Moral Injury and Suicidality across the Dissociative Spectrum:
Effective Treatment using EMDR Therapy
To be repeated in 2019
Location: Soldier Center, Clarksville, TN
Frequently veterans with moral injury, enhanced by shame and survivor's guilt, suffering with complex PTSD with dissociative episodes say . . .
"Suicide is always an option" and
"Staying alive is more difficult than dying!"
Dr. Hurley, the presenter, reviews how veterans with moral injury and complex PTSD frequently struggle with suicide ideation. Veteran responses related to moral injury, and complex trauma frequently include altered states of awareness (dissociative episodes) - creating the storm for a dissociative suicidal act.
- clinical characteristics affiliated with complex PTSD, the dissociative spectrum, and moral injury
and their interactions which create compound symptom clusters.
- discuss the impact of chronic shame on moral injury, dissociation and suicidality.

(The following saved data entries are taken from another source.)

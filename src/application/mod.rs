// Application layer - the ledger engine and its error taxonomy.
// Transports (HTTP, CLI) validate input and call into `LedgerService`.

mod context;
pub mod error;
mod service;

pub use context::*;
pub use error::*;
pub use service::*;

- identify and manage dissociative exhibitions across the spectrum during EMDR therapy
- the evolving concept of moral injury, including shame and guilt, and its impact in suicidal ideation.
- approaches to effectively treat moral injury with EMDR therapy.
- working with suicide ideation among the veteran population while offering effective trauma
resolution/hope with EMDR therapy.
- the effective use of EMDR therapy's client-centered model in addressing complex trauma issues
and resolving moral injury and suicidal ideation issues.
Since the beginning of Operation Iraqi Freedom (OIF) and Operation Enduring Freedom (OEF) E. C. Hurley, PhD - a retired Army Colonel of 30+ years - has worked with military personnel and veterans from these wars who suffer with various psychological wounds including PTSD and moral injury. Reports indicate 20 veterans per day commit suicide. The demand has been so intense that some veterans report calling a national suicide hotline and being placed on hold due to the demand. A number of veterans say to Dr. Hurley, "Suicide is always an option" and "It is easier for me to die than the struggle to stay alive." Some veterans treated by the presenter note they struggle with moral injury wounds, complex PTSD symptoms and while in dissociative conditions attempted suicide 2-3 times.
The Presenter integrates his background including doctorates in Clinical Psychology and Pastoral Counseling with 30 years of military duty to address this critical need. Dr. Hurley is the Founder/Director of Soldier Center, a community based psychotherapy center in Clarksville, TN with a staff of eight full-time therapists who treat military personnel, veterans and their family members.